(Material for this exercise begins)

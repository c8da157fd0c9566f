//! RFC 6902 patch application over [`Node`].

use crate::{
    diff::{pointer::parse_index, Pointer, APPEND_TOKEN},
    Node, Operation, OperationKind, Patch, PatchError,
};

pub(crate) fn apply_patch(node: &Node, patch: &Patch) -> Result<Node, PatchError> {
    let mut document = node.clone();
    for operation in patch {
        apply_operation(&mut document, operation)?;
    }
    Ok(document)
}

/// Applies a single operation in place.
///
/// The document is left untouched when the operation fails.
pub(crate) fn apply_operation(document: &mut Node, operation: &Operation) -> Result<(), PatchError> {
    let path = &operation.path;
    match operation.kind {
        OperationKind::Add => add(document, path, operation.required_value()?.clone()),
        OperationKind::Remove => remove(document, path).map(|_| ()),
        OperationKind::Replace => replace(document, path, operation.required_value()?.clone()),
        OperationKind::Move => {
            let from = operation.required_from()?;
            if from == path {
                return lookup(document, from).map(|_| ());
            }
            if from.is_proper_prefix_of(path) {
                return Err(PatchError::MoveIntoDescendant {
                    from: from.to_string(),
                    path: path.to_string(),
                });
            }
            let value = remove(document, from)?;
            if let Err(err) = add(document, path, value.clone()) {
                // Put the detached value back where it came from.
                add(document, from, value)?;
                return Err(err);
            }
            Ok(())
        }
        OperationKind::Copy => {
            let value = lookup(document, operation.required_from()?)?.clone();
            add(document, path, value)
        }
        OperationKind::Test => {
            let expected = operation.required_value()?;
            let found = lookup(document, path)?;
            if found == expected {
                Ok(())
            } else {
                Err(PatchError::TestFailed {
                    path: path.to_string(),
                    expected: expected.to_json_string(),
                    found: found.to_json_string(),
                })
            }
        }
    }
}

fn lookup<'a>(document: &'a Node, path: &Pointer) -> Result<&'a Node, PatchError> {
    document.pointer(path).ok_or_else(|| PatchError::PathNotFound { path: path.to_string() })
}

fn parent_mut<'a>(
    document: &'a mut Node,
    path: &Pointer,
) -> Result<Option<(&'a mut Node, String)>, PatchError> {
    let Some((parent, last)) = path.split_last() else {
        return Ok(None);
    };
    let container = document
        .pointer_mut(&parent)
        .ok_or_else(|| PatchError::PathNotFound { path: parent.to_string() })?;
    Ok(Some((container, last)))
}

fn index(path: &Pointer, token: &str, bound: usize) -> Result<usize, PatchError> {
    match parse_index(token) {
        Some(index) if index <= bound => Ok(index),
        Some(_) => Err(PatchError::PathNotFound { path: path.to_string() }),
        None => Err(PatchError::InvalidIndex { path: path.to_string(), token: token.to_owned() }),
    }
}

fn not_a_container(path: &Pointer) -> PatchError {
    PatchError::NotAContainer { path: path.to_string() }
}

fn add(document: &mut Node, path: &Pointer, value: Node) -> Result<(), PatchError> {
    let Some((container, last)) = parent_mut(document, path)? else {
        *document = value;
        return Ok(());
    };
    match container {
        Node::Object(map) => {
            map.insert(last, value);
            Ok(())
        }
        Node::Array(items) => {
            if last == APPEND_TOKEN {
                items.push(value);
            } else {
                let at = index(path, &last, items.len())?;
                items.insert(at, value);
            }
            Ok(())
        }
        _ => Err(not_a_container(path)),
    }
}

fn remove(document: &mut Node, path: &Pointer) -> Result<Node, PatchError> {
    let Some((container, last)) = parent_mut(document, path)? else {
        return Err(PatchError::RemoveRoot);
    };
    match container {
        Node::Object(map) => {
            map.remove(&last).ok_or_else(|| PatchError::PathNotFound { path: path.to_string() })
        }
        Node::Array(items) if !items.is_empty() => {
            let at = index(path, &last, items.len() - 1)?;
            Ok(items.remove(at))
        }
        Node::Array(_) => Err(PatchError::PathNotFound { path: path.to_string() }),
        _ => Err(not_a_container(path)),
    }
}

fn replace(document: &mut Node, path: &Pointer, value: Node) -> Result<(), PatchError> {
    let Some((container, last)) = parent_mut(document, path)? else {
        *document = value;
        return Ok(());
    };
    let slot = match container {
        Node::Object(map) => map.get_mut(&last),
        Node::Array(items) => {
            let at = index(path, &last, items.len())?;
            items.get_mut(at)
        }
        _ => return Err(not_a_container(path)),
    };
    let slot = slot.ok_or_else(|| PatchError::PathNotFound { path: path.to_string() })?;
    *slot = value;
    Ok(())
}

(Material for this exercise ends)

# [Exercise goal]
All the data must be duplicated exactly, with nothing added or removed.

# [Finished exercise]
repository c8da157fd0c9566f
//! RFC 6902 patch application over [`Node`].

use crate::{
    diff::{pointer::parse_index, Pointer, APPEND_TOKEN},
    Node, Operation, OperationKind, Patch, PatchError,
};

pub(crate) fn apply_patch(node: &Node, patch: &Patch) -> Result<Node, PatchError> {
    let mut document = node.clone();
    for operation in patch {
        apply_operation(&mut document, operation)?;
    }
    Ok(document)
}

/// Applies a single operation in place.
///
/// The document is left untouched when the operation fails.
pub(crate) fn apply_operation(document: &mut Node, operation: &Operation) -> Result<(), PatchError> {
    let path = &operation.path;
    match operation.kind {
        OperationKind::Add => add(document, path, operation.required_value()?.clone()),
        OperationKind::Remove => remove(document, path).map(|_| ()),
        OperationKind::Replace => replace(document, path, operation.required_value()?.clone()),
        OperationKind::Move => {
            let from = operation.required_from()?;
            if from == path {
                return lookup(document, from).map(|_| ());
            }
            if from.is_proper_prefix_of(path) {
                return Err(PatchError::MoveIntoDescendant {
                    from: from.to_string(),
                    path: path.to_string(),
                });
            }
            let value = remove(document, from)?;
            if let Err(err) = add(document, path, value.clone()) {
                // Put the detached value back where it came from.
                add(document, from, value)?;
                return Err(err);
            }
            Ok(())
        }
        OperationKind::Copy => {
            let value = lookup(document, operation.required_from()?)?.clone();
            add(document, path, value)
        }
        OperationKind::Test => {
            let expected = operation.required_value()?;
            let found = lookup(document, path)?;
            if found == expected {
                Ok(())
            } else {
                Err(PatchError::TestFailed {
                    path: path.to_string(),
                    expected: expected.to_json_string(),
                    found: found.to_json_string(),
                })
            }
        }
    }
}

fn lookup<'a>(document: &'a Node, path: &Pointer) -> Result<&'a Node, PatchError> {
    document.pointer(path).ok_or_else(|| PatchError::PathNotFound { path: path.to_string() })
}

fn parent_mut<'a>(
    document: &'a mut Node,
    path: &Pointer,
) -> Result<Option<(&'a mut Node, String)>, PatchError> {
    let Some((parent, last)) = path.split_last() else {
        return Ok(None);
    };
    let container = document
        .pointer_mut(&parent)
        .ok_or_else(|| PatchError::PathNotFound { path: parent.to_string() })?;
    Ok(Some((container, last)))
}

fn index(path: &Pointer, token: &str, bound: usize) -> Result<usize, PatchError> {
    match parse_index(token) {
        Some(index) if index <= bound => Ok(index),
        Some(_) => Err(PatchError::PathNotFound { path: path.to_string() }),
        None => Err(PatchError::InvalidIndex { path: path.to_string(), token: token.to_owned() }),
    }
}

fn not_a_container(path: &Pointer) -> PatchError {
    PatchError::NotAContainer { path: path.to_string() }
}

fn add(document: &mut Node, path: &Pointer, value: Node) -> Result<(), PatchError> {
    let Some((container, last)) = parent_mut(document, path)? else {
        *document = value;
        return Ok(());
    };
    match container {
        Node::Object(map) => {
            map.insert(last, value);
            Ok(())
        }
        Node::Array(items) => {
            if last == APPEND_TOKEN {
                items.push(value);
            } else {
                let at = index(path, &last, items.len())?;
                items.insert(at, value);
            }
            Ok(())
        }
        _ => Err(not_a_container(path)),
    }
}

fn remove(document: &mut Node, path: &Pointer) -> Result<Node, PatchError> {
    let Some((container, last)) = parent_mut(document, path)? else {
        return Err(PatchError::RemoveRoot);
    };
    match container {
        Node::Object(map) => {
            map.remove(&last).ok_or_else(|| PatchError::PathNotFound { path: path.to_string() })
        }
        Node::Array(items) if !items.is_empty() => {
            let at = index(path, &last, items.len() - 1)?;
            Ok(items.remove(at))
        }
        Node::Array(_) => Err(PatchError::PathNotFound { path: path.to_string() }),
        _ => Err(not_a_container(path)),
    }
}

fn replace(document: &mut Node, path: &Pointer, value: Node) -> Result<(), PatchError> {
    let Some((container, last)) = parent_mut(document, path)? else {
        *document = value;
        return Ok(());
    };
    let slot = match container {
        Node::Object(map) => map.get_mut(&last),
        Node::Array(items) => {
            let at = index(path, &last, items.len())?;
            items.get_mut(at)
        }
        _ => return Err(not_a_container(path)),
    };
    let slot = slot.ok_or_else(|| PatchError::PathNotFound { path: path.to_string() })?;
    *slot = value;
    Ok(())
}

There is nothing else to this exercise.